■ Records shown:

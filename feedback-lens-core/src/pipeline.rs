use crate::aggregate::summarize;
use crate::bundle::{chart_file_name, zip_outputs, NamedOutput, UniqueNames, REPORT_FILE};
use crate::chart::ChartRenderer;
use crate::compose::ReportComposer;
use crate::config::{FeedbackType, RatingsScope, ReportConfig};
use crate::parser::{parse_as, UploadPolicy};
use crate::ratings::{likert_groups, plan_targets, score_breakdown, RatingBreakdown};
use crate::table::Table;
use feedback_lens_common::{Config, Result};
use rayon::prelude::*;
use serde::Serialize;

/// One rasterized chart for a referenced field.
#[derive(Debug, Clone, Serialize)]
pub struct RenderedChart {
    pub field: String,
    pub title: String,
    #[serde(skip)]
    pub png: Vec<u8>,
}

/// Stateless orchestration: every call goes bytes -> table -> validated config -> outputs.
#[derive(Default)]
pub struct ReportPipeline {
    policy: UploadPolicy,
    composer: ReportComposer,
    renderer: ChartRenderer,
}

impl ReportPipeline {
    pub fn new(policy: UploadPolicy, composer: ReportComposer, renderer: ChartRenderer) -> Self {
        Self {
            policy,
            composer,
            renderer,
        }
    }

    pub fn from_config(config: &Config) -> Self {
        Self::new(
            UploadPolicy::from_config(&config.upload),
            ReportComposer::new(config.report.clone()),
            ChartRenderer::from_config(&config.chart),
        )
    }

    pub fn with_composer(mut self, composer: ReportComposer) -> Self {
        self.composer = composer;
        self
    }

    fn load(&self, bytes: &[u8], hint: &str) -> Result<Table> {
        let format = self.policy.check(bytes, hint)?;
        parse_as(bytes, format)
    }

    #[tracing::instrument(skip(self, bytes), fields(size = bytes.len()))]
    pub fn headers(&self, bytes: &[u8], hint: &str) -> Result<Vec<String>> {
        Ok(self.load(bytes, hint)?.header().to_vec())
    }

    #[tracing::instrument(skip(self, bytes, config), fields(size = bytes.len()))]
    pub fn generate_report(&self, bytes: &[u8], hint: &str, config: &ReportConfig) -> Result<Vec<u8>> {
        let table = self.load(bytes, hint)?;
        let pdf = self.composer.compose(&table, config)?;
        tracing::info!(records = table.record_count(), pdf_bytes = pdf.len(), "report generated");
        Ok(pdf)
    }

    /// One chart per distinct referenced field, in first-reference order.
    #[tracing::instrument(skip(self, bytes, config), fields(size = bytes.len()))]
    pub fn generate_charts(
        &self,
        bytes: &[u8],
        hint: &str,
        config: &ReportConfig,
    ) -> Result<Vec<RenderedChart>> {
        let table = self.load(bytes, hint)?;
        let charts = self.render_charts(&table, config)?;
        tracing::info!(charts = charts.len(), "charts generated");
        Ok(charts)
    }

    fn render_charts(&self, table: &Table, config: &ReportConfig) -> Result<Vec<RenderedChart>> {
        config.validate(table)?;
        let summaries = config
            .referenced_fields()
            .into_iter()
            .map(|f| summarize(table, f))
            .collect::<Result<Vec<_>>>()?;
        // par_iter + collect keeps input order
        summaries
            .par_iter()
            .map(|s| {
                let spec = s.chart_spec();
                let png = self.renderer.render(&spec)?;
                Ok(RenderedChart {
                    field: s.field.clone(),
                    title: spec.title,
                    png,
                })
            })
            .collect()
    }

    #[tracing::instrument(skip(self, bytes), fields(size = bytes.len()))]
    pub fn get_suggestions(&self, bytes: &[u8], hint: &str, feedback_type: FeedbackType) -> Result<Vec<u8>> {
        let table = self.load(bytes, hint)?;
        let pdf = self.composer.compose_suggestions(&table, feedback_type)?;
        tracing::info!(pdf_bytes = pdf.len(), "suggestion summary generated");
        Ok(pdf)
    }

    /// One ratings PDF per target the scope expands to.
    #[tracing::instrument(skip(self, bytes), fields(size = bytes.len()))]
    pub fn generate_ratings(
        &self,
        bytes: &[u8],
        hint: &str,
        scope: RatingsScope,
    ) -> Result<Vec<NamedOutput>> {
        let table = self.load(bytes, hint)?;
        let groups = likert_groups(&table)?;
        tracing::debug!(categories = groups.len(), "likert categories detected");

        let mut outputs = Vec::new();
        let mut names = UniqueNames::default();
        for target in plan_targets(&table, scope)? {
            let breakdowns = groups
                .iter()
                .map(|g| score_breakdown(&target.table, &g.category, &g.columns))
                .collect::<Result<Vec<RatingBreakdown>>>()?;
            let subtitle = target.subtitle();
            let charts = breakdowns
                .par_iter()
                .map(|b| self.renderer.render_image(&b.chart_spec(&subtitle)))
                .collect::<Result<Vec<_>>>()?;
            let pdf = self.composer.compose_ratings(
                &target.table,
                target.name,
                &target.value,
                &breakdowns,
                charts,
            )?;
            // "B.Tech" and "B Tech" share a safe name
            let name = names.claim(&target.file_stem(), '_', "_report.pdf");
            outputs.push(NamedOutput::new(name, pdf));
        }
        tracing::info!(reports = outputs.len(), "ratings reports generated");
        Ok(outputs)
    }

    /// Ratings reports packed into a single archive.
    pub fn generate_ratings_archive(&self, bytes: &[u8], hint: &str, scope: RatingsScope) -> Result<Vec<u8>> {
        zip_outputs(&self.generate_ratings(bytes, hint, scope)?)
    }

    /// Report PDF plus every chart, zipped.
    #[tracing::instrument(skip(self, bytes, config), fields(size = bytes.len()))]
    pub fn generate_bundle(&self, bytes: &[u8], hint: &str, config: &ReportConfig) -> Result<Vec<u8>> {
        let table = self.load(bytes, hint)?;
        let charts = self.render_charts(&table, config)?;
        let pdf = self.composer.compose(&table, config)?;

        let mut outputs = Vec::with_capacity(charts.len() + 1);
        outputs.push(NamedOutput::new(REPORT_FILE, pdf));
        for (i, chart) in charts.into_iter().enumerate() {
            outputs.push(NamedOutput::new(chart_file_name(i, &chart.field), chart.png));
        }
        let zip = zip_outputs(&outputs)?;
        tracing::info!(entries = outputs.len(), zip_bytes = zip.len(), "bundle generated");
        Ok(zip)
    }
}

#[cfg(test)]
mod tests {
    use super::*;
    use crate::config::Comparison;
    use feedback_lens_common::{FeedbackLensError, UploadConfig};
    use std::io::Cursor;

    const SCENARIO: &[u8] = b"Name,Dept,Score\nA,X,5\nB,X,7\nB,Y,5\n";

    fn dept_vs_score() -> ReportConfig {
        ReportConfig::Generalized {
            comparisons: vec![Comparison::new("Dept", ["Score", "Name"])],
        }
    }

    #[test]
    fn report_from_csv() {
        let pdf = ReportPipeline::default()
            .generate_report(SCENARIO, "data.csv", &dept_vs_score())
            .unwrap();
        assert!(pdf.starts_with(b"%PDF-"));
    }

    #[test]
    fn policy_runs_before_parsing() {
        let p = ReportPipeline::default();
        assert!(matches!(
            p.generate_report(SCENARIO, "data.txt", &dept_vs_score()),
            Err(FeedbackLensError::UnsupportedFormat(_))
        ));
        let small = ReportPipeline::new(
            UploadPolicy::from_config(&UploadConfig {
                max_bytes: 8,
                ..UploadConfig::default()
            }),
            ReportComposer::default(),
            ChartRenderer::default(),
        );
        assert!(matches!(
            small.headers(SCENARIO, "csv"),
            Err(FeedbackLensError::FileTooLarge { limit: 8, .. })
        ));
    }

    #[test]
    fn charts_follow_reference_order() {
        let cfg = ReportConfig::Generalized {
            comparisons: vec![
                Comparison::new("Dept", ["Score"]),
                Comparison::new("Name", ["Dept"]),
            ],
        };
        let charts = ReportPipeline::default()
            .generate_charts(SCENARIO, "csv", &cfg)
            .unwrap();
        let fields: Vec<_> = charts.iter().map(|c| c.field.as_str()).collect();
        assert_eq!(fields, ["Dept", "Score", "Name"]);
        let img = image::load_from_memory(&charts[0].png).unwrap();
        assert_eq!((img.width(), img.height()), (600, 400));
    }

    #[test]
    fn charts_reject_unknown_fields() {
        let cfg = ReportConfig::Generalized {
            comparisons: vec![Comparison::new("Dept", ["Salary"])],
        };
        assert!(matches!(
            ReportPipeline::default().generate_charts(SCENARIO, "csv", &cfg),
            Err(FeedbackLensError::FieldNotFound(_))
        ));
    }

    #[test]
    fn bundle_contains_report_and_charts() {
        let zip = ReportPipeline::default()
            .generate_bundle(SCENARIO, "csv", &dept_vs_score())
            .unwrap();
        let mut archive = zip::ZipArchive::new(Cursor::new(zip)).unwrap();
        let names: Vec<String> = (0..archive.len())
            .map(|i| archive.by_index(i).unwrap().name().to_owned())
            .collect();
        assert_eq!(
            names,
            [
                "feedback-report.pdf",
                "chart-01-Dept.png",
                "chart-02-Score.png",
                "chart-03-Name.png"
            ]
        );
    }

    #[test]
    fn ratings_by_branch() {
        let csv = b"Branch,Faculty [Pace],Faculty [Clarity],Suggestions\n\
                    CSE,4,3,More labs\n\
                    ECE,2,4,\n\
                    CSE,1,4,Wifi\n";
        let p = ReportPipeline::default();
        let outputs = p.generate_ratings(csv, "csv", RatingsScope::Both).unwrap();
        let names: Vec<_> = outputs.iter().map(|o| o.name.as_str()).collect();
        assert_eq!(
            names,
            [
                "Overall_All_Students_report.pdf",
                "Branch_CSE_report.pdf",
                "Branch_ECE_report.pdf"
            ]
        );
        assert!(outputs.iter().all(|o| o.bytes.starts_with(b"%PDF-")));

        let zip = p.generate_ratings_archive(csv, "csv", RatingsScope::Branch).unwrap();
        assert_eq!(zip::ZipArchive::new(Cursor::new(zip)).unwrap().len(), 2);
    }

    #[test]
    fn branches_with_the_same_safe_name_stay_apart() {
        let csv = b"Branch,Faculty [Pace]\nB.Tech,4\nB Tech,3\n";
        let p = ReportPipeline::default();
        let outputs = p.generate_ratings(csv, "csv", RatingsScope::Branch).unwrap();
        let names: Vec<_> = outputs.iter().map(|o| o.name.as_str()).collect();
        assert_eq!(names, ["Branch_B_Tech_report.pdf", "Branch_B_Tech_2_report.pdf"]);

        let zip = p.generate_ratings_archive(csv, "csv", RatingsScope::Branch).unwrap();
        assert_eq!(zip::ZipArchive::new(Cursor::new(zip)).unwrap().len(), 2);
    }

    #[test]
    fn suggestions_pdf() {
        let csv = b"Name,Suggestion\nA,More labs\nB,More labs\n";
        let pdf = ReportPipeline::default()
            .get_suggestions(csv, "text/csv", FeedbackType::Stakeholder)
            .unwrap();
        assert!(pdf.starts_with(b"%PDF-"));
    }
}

...

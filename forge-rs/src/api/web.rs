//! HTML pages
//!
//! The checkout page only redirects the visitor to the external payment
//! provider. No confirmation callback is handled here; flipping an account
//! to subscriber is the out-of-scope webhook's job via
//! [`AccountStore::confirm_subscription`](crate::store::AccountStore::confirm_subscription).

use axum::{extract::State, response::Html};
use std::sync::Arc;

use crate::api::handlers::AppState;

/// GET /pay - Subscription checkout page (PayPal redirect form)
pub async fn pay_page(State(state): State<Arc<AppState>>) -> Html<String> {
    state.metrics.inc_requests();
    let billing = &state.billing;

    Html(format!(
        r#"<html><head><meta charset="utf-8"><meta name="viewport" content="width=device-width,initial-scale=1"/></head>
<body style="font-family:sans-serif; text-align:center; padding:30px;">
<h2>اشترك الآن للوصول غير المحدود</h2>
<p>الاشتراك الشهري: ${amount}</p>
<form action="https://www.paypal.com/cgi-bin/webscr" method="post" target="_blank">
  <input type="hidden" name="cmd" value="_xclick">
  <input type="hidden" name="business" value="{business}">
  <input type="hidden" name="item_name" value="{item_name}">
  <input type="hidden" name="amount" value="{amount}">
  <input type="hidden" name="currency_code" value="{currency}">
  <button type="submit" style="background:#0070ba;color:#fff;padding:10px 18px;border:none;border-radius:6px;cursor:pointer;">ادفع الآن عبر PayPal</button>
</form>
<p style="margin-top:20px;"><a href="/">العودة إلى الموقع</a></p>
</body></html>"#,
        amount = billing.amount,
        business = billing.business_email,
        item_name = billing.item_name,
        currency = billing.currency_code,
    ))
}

■ Directions: For the word "derive", tally the lines above that hold it and answer with the number alone.

■ Worked solution: 2